Aim of the task -
In the data below, which lines hold the word "Option"? Copy them.

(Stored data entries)
pub struct ContentPipeline {
    rules: Arc<dyn RuleRepository>,
    submissions: Arc<dyn SubmissionRepository>,
    generator: Arc<dyn LlmProvider>,
    vectors: Arc<dyn VectorProvider>,
    audit: Arc<dyn AuditSink>,
    evaluator: Evaluator,
    chunker: Chunker,
    chunk_concurrency: usize,
}

impl ContentPipeline {
    pub fn new(
        rules: Arc<dyn RuleRepository>,
        submissions: Arc<dyn SubmissionRepository>,
        generator: Arc<dyn LlmProvider>,
        reviewer: Arc<dyn LlmProvider>,
        vectors: Arc<dyn VectorProvider>,
        audit: Arc<dyn AuditSink>,
        config: &Config,
    ) -> anyhow::Result<Self> {
        Ok(Self {
            rules,
            submissions,
            generator,
            vectors,
            audit,
            evaluator: Evaluator::new(reviewer),
            chunker: Chunker::new(config.chunking)?,
            chunk_concurrency: config.chunk_concurrency.max(1),
        })
    }

    /// Review an uploaded document against the active rules.
    ///
    /// Extraction and chunking run first; each chunk is reviewed with
    /// bounded concurrency and results come back in document order. Repeat
    /// hits of the same rule across chunks keep the first occurrence.
    pub async fn check_document(
        &self,
        content: &[u8],
        filename: &str,
        user_id: Uuid,
    ) -> Result<DocumentReviewOutcome> {
        let document = extract::extract(content, filename)?;
        let chunks = self.chunker.chunk(&document.text, &document.metadata);
        let rules = Arc::new(self.rules.list_active().await?);

        tracing::info!(
            filename,
            chunks = chunks.len(),
            rules = rules.len(),
            "Reviewing document"
        );

        let reviews: Vec<ChunkReview> = stream::iter(chunks)
            .map(|chunk| {
                let rules = Arc::clone(&rules);
                async move {
                    let mut violations = self.evaluator.review_chunk(&chunk, &rules).await;
                    if let Some(page) = chunk.page {
                        for v in &mut violations {
                            v.explanation = Some(match v.explanation.take() {
                                Some(text) => format!("{text} (page {page})"),
                                None => format!("Flagged on page {page}"),
                            });
                        }
                    }
                    ChunkReview {
                        chunk_text: chunk.text,
                        page: chunk.page,
                        section: chunk.section,
                        violations,
                    }
                }
            })
            .buffered(self.chunk_concurrency)
            .collect()
            .await;

        let aggregated =
            dedupe_first_wins(reviews.iter().flat_map(|r| r.violations.iter().cloned()));
        let status = verdict(&aggregated);

        let submission = ContentSubmission::new(
            user_id,
            InputType::Document,
            filename.to_string(),
            excerpt(&document.text),
            status,
            aggregated,
        );
        self.submissions.insert(submission.clone()).await?;

        self.audit
            .log(
                AuditLogEntry::new("document_checked", user_id)
                    .with_resource("submission", submission.submission_id)
                    .with_summary(format!(
                        "{} rule hits in {}",
                        submission.rules_triggered.len(),
                        filename
                    )),
            )
            .await;

        let chunk_reviews = reviews
            .into_iter()
            .filter(|r| !r.violations.is_empty())
            .collect();

        Ok(DocumentReviewOutcome {
            submission,
            chunk_reviews,
        })
    }

    /// Generate content from a prompt, then review the result.
    ///
    /// Generation itself must succeed; everything around it (enhancement,
    /// regulatory retrieval, the AI review) degrades on failure.
    pub async fn generate_content(&self, request: GenerateRequest) -> Result<GenerationOutcome> {
        let rules = self.rules.list_active().await?;

        let enhanced_prompt = if request.enhance_prompt {
            self.enhance_prompt(&request.prompt).await
        } else {
            None
        };
        let prompt = enhanced_prompt.as_deref().unwrap_or(&request.prompt);

        let regulatory_context = self.regulatory_context(prompt).await;
        let generated = self
            .generator
            .generate(
                prompt,
                Some(&generation_system_prompt(&rules, &regulatory_context)),
                0.7,
                1500,
            )
            .await?;

        let ai_review = self.evaluator.ai_review(&generated.content, &rules).await;
        let validation = evaluator::validate_content(&generated.content, &rules);

        let mut combined = validation.violations;
        combined.extend(ai_review.compliance_issues.iter().map(|issue| TriggeredRule {
            rule_id: RuleRef::AiDetected,
            rule_text: issue.rule_violated.clone(),
            category: "AI_REVIEW".to_string(),
            severity: issue.severity.clone(),
            status: TriggeredStatus::Violated,
            explanation: issue.explanation.clone(),
        }));
        combined.extend(validation.triggered);

        let aggregated = dedupe_first_wins(combined.into_iter());
        let status = verdict(&aggregated);

        let submission = ContentSubmission::new(
            request.user_id,
            InputType::Prompt,
            request.prompt.clone(),
            generated.content,
            status,
            aggregated,
        );
        self.submissions.insert(submission.clone()).await?;

        self.audit
            .log(
                AuditLogEntry::new("content_generated", request.user_id)
                    .with_resource("submission", submission.submission_id)
                    .with_summary(format!("verdict: {:?}", submission.compliance_status)),
            )
            .await;

        Ok(GenerationOutcome {
            submission,
            ai_review,
            enhanced_prompt,
        })
    }

    /// Rewrite content so the listed violations no longer apply.
    pub async fn rewrite_compliant(
        &self,
        content: &str,
        violations: &[TriggeredRule],
    ) -> Result<String> {
        let issues = violations
            .iter()
            .map(|v| format!("- {} ({})", v.rule_text, v.severity))
            .collect::<Vec<_>>()
            .join("\n");

        let prompt = format!(
            "Rewrite the following content to fix these compliance issues \
             while preserving the message and tone.\n\n\
             Issues:\n{issues}\n\nContent:\n{content}"
        );

        let generation = self
            .generator
            .generate(
                &prompt,
                Some("You are a compliance-aware copy editor."),
                0.5,
                1000,
            )
            .await?;
        Ok(generation.content)
    }

    /// Record an admin approval decision on a submission.
    pub async fn apply_approval(
        &self,
        submission_id: Uuid,
        decision: ApprovalDecision,
    ) -> Result<ContentSubmission> {
        let actor = decision.approved_by;
        let action = match decision.status {
            ApprovalStatus::Approved => "content_approved",
            ApprovalStatus::Rejected => "content_rejected",
        };
        let submission = self.submissions.set_approval(submission_id, decision).await?;

        self.audit
            .log(
                AuditLogEntry::new(action, actor).with_resource("submission", submission_id),
            )
            .await;

        Ok(submission)
    }

    pub async fn get_submission(&self, submission_id: Uuid) -> Result<Option<ContentSubmission>> {
        self.submissions.get(submission_id).await
    }

    pub async fn list_submissions(&self) -> Result<Vec<ContentSubmission>> {
        self.submissions.list().await
    }

    /// Expand a terse prompt into a fuller brief. Failure keeps the
    /// original prompt.
    async fn enhance_prompt(&self, prompt: &str) -> Option<String> {
        let instruction = format!(
            "Expand this content request into a clear, detailed brief for a \
             copywriter. Keep the original intent. Return only the brief.\n\n\
             Request: {prompt}"
        );
        match self.generator.generate(&instruction, None, 0.5, 500).await {
            Ok(generation) => Some(generation.content),
            Err(e) => {
                tracing::warn!(error = %e, "Prompt enhancement failed; using original prompt");
                None
            }
        }
    }

    /// Retrieve the nearest active rules from the vector index for
    /// grounding generation. Degrades to no context.
    async fn regulatory_context(&self, prompt: &str) -> Vec<String> {
        let embedding = match self.generator.create_embedding(prompt).await {
            Ok(values) => values,
            Err(e) => {
                tracing::warn!(error = %e, "Context embedding failed; generating without retrieval");
                return Vec::new();
            }
        };

        let filter = json!({ "is_active": true });
        match self
            .vectors
            .query(&embedding, 5, Some(filter), Some(RULE_NAMESPACE))
            .await
        {
            Ok(matches) => matches
                .into_iter()
                .filter_map(|m| {
                    m.metadata
                        .get("rule_text")
                        .and_then(|v| v.as_str())
                        .map(String::from)
                })
                .collect(),
            Err(e) => {
                tracing::warn!(error = %e, "Context retrieval failed; generating without retrieval");
                Vec::new()
            }
        }
    }
}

Task answer -
    pub async fn get_submission(&self, submission_id: Uuid) -> Result<Option<ContentSubmission>> {
    async fn enhance_prompt(&self, prompt: &str) -> Option<String> {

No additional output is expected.